# Retirement and driving uber



## Italianrick (Oct 20, 2017)

Hello I am new to this forum but not new driving for uber. I have a question . im 61 and will be 62 in January. Im going to retire from my regular job and drive for uber full time. A after doing some research about social security and self employment i found a regulation that basically says i can't work more then 45 hours a month if self employed. This will really hurt me. I need to drive full time to pay for my health insurance. As being an uber driver we are considered independent contractors therefor we self employed. Question is any other person out there retired and driving full time if so are we exempt from this regulation or are we considered self employed in this bracket? Thanks for any feed back


----------



## MadTownUberD (Mar 11, 2017)

I'm far from retirement but I would say do NOT quit ANY job to drive for Uber. It's totally unpredictable/unreliable and even if you earn good money now, there's no guarantee that will hold in six months or a year when everybody else in your city starts driving too.


As far as whether an IC counts towards hours worked per month...I have no idea, ask your accountant.

My advice would be to keep at your full time job, even if it's miserable/stressful, and retire later. Drive Uber on the side (early mornings, evenings, weekends) and put ALL Uber earnings into a separate bank account. Use that bank account to buy ALL your gas and pay for ALL your maintenance on the vehicle. IF you have any money left over in that account after a year or two of driving Uber on the side, you can save it and use it to help ease the blow when you eventually retire.


----------



## Italianrick (Oct 20, 2017)

Thanks for advice. I did not close the door on my regular. I still left the possibility of working 20 hrs a week with them. So maybe I'll split the difference.


----------



## unPat (Jul 20, 2016)

There is no money in sanford/lake mary. If you want decent money you will have to come down to Orlando. Then you could end up in St. Cloud, clermont or back to sanford. You can start from SFB but if you want to get home at certain time you will be looking at 30+dead miles everyday. 
If you are lucky when the airport is busy you can get sanford to Disney and back but only on busy months. 
if you try to stay in sanford you will end up in deltona/debary and it’s very slow but the rate is better than orlando. 
It will be a constant grind, and might not be suitable for your age. Most areas in sanford are very sketchy .


----------



## Italianrick (Oct 20, 2017)

You are exactly right about lake mary and samford.

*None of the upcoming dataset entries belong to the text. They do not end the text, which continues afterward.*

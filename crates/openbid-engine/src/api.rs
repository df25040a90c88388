//! Wire envelope for the service layer in front of the engine.
//!
//! Inside the engine a rejection is an error variant; on the wire it is
//! data. [`PlaceBidResponse`] flattens the pipeline outcome into the
//! shape bidder-facing services return as JSON, with the `OB_ERR_` code
//! embedded in the reason string for log and client correlation.

use openbid_types::{Bid, BidError, Result};
use rust_decimal::Decimal;
use serde::{Deserialize, Serialize};

use crate::processor::BidAccepted;

/// The flattened outcome of a place-bid call.
///
/// On acceptance `bid` is the committed record and `minimum_required`
/// the amount the next bid must reach. On rejection `reason` carries the
/// coded message, and `minimum_required` is populated for below-minimum
/// rejections so clients can prompt without a second round trip.
#[derive(Debug, Clone, Serialize, Deserialize)]
pub struct PlaceBidResponse {
    pub accepted: bool,
    pub bid: Option<Bid>,
    pub minimum_required: Option<Decimal>,
    pub reason: Option<String>,
}

impl PlaceBidResponse {
    #[must_use]
    pub fn from_outcome(outcome: &Result<BidAccepted>) -> Self {
        match outcome {
            Ok(accepted) => Self {
                accepted: true,
                bid: Some(accepted.bid.clone()),
                minimum_required: Some(accepted.next_minimum),
                reason: None,
            },
            Err(err) => Self {
                accepted: false,
                bid: None,
                minimum_required: match err {
                    BidError::BelowMinimum { minimum, .. } => Some(*minimum),
                    _ => None,
                },
                reason: Some(err.to_string()),
            },
        }
    }
}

I have found on Friday night from 6 pm to 1100 pm only make about 50 dollors all day sat from noon to about 11 i make around 110. When i have been downtown orlando as a result of a drop off its better not alot of down time. I have been to Kissimmee not st cloud. Cleremont i did not do as well. I don't mind the grind of it I'm a young 61. I really do appreciate the advice. I dont do OIA to many of us there. I like disney but have not been there alot. So bottom line i found from Altamonte springs to disney to be good for me. I have almost doubled there from what i make in lake Mary and sanford. Although when Oktoberfest fest was here it was really good. Again I appreciate the input


----------



## unPat (Jul 20, 2016)

Download arrowcast and track the flights on sfb. Use destination filter for Uber to celebration and when you are in around 192 use the DF for sfb. It will work maybe on fridays saturdays. Don’t waste your time in the OIA lot. It’s a waste of time for $10. Use destination filter at the right time and right places.


----------



## SOLA-RAH (Dec 31, 2014)

Italianrick said:


> Hello I am new to this forum but not new driving for uber. I have a question . im 61 and will be 62 in January. Im going to retire from my regular job and drive for uber full time. A after doing some research about social security and self employment i found a regulation that basically says i can't work more then 45 hours a month if self employed. This will really hurt me. I need to drive full time to pay for my health insurance. As being an uber driver we are considered independent contractors therefor we self employed. Question is any other person out there retired and driving full time if so are we exempt from this regulation or are we considered self employed in this bracket? Thanks for any feed back


Some real advice for you: Delay claiming your Social Security as long as possible. Every year you wait past 62 increases your benefit amount by about 8%/yr each and every year all the way up until age 70 (even with zero add'l earned income). 8%/yr is pretty good money nowadays...I have a pitiful, little savings account currently drawing 0.15%/yr. If you're in reasonably good health today and think you have a decent shot to make it past 80+, it really pays to wait.

https://www.ssa.gov/planners/retire/whileworking.html

If you're drawing SS prior to Full Retirement Age there is no hourly max limit on how much you can work, but there is an income limit (currently $16,920/yr). If you earn more than this, you'll have to pay a portion of your SS earnings back. Once you're at FRA there's no limit on earnings. Lastly, do your research on how your income would affect (increase or decrease) a possible subsidy for your healthcare insurance.


----------



## rickasmith98 (Sep 26, 2016)

If you're just driving Uber to pay for your healthcare insurance, you'd be OK unless the premiums are more than the $16,920 per year. Make sure you don't earn more than that with Uber. And I am assuming the income limit on SS is gross...Or does the $16,920 limit mean after deducting business expenses? If so, means you can earn even more cash from Uber if your market has the volume. 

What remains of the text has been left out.